One of the best options to go gel free but still have the option of wearing sleek, slick styles is to skip the gel and use a water misting/satin scarf method.

Mist your hair with water or a moisturizing or conditioning leave in spray to soften the hydrogen bonds and set your hair.

Next hold the hair flat by tying it down with a scarf  for 10 -15 minutes.

Remove the scarf and enjoy your soft  gel free tresses!

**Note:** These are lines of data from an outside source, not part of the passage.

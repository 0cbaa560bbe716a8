//! Repository layer abstractions and persistence implementations.
//!
//! # Responsibility
//! - Define the storage collaborator contract the service layer depends on.
//! - Isolate SQLite query details from service/business orchestration.
//!
//! # Invariants
//! - Repository writes must enforce model validation before persistence.
//! - Repository APIs return semantic errors (`NotFound`) in addition to DB
//!   transport errors.

pub mod task_repo;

Extra conditioning? apply a hair butter to hair after misting with the leave-in and then tie the scarf down for control.  Voila!beauty

 

Why is my hair breaking….

Breakage from moisture deficiency occurs when the hair is not receiving enough hydration on a daily or weekly basis.  The hair’s moisture can be affected by heat styling or chemical processes.

Some examples are :

Using a blow dryer

Using a blow dryer on your hair is not a good idea because it pulls out moisture and causes the hair to become dry and break.  Instead set the hair on rollers and use a hooded dryer.  If you insist on blow drying I would recommend that you use a very good heat protector and use a radial brush to gently blow dry each section of hair.

Using a Marcel Flat Irons

Using a Marcel flat irons is damaging to the hair because the tools heated in the oven have uncontrolled heat. You never really know what the temperature is on the tools and the extreme heat will cause damage. Instead use ceramic irons where the heat can be controlled.

Using pressing comb

Just like a using a Marcel flat irons, using tools such as a pressing comb that is heated on the stove top of the oven is damaging. The heat is uncontrolled and this calls for a high change of heat damage to your hair. Instead use ceramic irons where the heat can be controlled.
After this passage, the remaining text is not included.